Solvent-resistant structures of base-free lithium and potassium allyl complexes, M[(SiMe3)nC3H5-n] (M = Li, n=3; M = K, n=2)

The structures of unsolvated {Li[1,1',3-(SiMe3)(3)C3H2]}(2) ([LiA ''](2)) and {K[1,3-( SiMe3)(2)C3H3]}(infinity) ([KA'](infinity)) are reported. The base-free complex LiA '' is a dinuclear species in the solid state in which the two Li atoms are bridged by the allyls in a mu(2)-eta(1), eta(2) fashion.
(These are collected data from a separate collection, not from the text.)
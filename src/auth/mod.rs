// Authentication module
// Stateless JWT access/refresh tokens, Argon2 passwords and role-gated routes

pub mod authenticator;
pub mod clock;
pub mod codec;
pub mod error;
pub mod gate;
pub mod handlers;
pub mod middleware;
pub mod models;
pub mod password;
pub mod repository;
pub mod revocation;
pub mod service;
pub mod token;

// Re-export commonly used types
pub use clock::{Clock, ManualClock, SystemClock};
pub use codec::{Claims, TokenCodec, TokenKind};
pub use error::AuthError;
pub use gate::{AuthorizationGate, RoleCheck};
pub use handlers::{login_handler, logout_handler, refresh_handler, signup_handler};
pub use middleware::{AuthenticatedUser, RequireRole};
pub use models::{Role, RoleSet, TokenPair, User, UserResponse};
pub use password::PasswordService;
pub use repository::{InMemoryUserDirectory, PgUserDirectory, UserDirectory};
pub use revocation::{InMemoryRevocationStore, RedisRevocationStore, RevocationStore};
pub use service::AuthService;
pub use token::TokenService;
// Wall-clock source injected into token issuance and verification

use chrono::{DateTime, Duration, Utc};
use std::sync::RwLock;

/// Source of "now" for every expiry comparison in the auth core
pub trait Clock: Send + Sync + std::fmt::Debug {
    fn now(&self) -> DateTime<Utc>;
}

#[derive(Debug, Default, Clone, Copy)]
pub struct SystemClock;

impl Clock for SystemClock {
    fn now(&self) -> DateTime<Utc> {
        Utc::now()
    }
}

/// Frozen clock that only moves when told to
#[derive(Debug)]
pub struct ManualClock {
    now: RwLock<DateTime<Utc>>,
}

impl ManualClock {
    pub fn new(start: DateTime<Utc>) -> Self {
        Self { now: RwLock::new(start) }
    }

    pub fn set(&self, instant: DateTime<Utc>) {
        // A poisoned lock still holds a valid timestamp
        let mut guard = self.now.write().unwrap_or_else(|e| e.into_inner());
        *guard = instant;
    }

    pub fn advance(&self, by: Duration) {
        let mut guard = self.now.write().unwrap_or_else(|e| e.into_inner());
        *guard += by;
    }
}

impl Clock for ManualClock {
    fn now(&self) -> DateTime<Utc> {
        *self.now.read().unwrap_or_else(|e| e.into_inner())
    }
}
// Account endpoints: the caller's own profile and admin account management

pub mod handlers;

pub use handlers::*;
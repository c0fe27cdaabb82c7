// Role-based authorization of bearer-authenticated requests

use std::str::FromStr;
use std::sync::Arc;
use std::time::Duration;

use tracing::debug;

use crate::auth::{
    codec::TokenKind,
    error::AuthError,
    models::{Role, RoleSet, User},
    repository::{with_timeout, UserDirectory},
    revocation::RevocationStore,
    token::TokenService,
};

/// Where the gate reads the acting role from
#[derive(Debug, Clone, Copy, PartialEq, Eq, Default)]
pub enum RoleCheck {
    /// Current role from the directory; demotions apply on the next request
    #[default]
    Live,
    /// Role embedded in the access token at issuance
    Token,
}

impl FromStr for RoleCheck {
    type Err = String;

    fn from_str(s: &str) -> Result<Self, Self::Err> {
        match s.to_ascii_lowercase().as_str() {
            "live" => Ok(RoleCheck::Live),
            "token" => Ok(RoleCheck::Token),
            other => Err(format!("unknown role check mode '{}'", other)),
        }
    }
}

pub struct AuthorizationGate {
    tokens: Arc<TokenService>,
    directory: Arc<dyn UserDirectory>,
    revocations: Option<Arc<dyn RevocationStore>>,
    role_check: RoleCheck,
    directory_timeout: Duration,
}

impl AuthorizationGate {
    pub fn new(
        tokens: Arc<TokenService>,
        directory: Arc<dyn UserDirectory>,
        revocations: Option<Arc<dyn RevocationStore>>,
        role_check: RoleCheck,
        directory_timeout: Duration,
    ) -> Self {
        Self {
            tokens,
            directory,
            revocations,
            role_check,
            directory_timeout,
        }
    }

    /// Resolve the acting user and check them against `allowed`.
    ///
    /// Inactive accounts are refused before the role comparison.
    pub async fn require(&self, bearer: Option<&str>, allowed: &RoleSet) -> Result<User, AuthError> {
        let token = bearer.ok_or(AuthError::Unauthenticated)?;
        let claims = self.tokens.decode(token, TokenKind::Access)?;

        if let Some(store) = &self.revocations {
            if with_timeout(self.directory_timeout, store.is_revoked(&claims.jti)).await? {
                debug!("Revoked access token presented for user_id={}", claims.sub);
                return Err(AuthError::Unauthenticated);
            }
        }

        let user = with_timeout(self.directory_timeout, self.directory.find_by_id(claims.sub))
            .await?
            .ok_or(AuthError::Unauthenticated)?;

        if !user.is_active {
            return Err(AuthError::InactiveAccount);
        }

        let role: Role = match self.role_check {
            RoleCheck::Live => user.role,
            RoleCheck::Token => claims.role.ok_or(AuthError::Unauthenticated)?,
        };

        if !allowed.contains(role) {
            return Err(AuthError::Forbidden { actual: role });
        }

        debug!("Authorization successful: user_id={}, role={}", user.id, role);
        Ok(user)
    }
}
// Email/password verification against the user directory

use std::sync::Arc;
use std::time::Duration;

use tracing::debug;

use crate::auth::{
    error::AuthError,
    models::User,
    password::PasswordService,
    repository::{with_timeout, UserDirectory},
};

/// Pure credential check. Account status is the gate's concern.
pub struct Authenticator {
    directory: Arc<dyn UserDirectory>,
    passwords: PasswordService,
    directory_timeout: Duration,
    /// Verified against when the email is unknown, so both failure paths
    /// pay for one Argon2 verification
    dummy_hash: String,
}

impl Authenticator {
    pub fn new(
        directory: Arc<dyn UserDirectory>,
        passwords: PasswordService,
        directory_timeout: Duration,
    ) -> Result<Self, AuthError> {
        let dummy_hash = passwords.hash_password("placeholder-password-never-matches")?;
        Ok(Self {
            directory,
            passwords,
            directory_timeout,
            dummy_hash,
        })
    }

    pub async fn authenticate(&self, email: &str, password: &str) -> Result<User, AuthError> {
        let found = with_timeout(self.directory_timeout, self.directory.find_by_email(email)).await?;

        let (hash, user) = match found {
            Some(user) => (user.password_hash.clone(), Some(user)),
            None => (self.dummy_hash.clone(), None),
        };

        let verified = self
            .passwords
            .verify_password_blocking(password.to_string(), hash)
            .await?;

        match user {
            Some(user) if verified => {
                debug!("Credentials accepted for user_id={}", user.id);
                Ok(user)
            }
            _ => Err(AuthError::InvalidCredentials),
        }
    }
}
The Li-C sigma-bonded distance is 2.232(7) angstrom; the Li-C eta(2)-interaction occurs at distances of 2.230(7) angstrom and 2.241(7) angstrom. Density functional theory calculations on [Li(C3H5)](2) and {Li[1,1',3-(SiH3)(3)C3H2]}(2) indicate that inclusion of the silyl groups is critical to reproducing the distortions observed in [LiA '']. The structure of the solvated Li(C3H5)(thf)(2) complex is calculated to be stable as a dimer, consistent with previous measurements on allyllithium in THF solution. Like related DME and THF solvates, [KA '](infinity) is a coordination polymer with potassium ions linked by bridging pi-allyl ligands; in [KA'](infinity) the polymer takes the form of helical chains with a broad range of K-C distances (2.87-3.15 angstrom).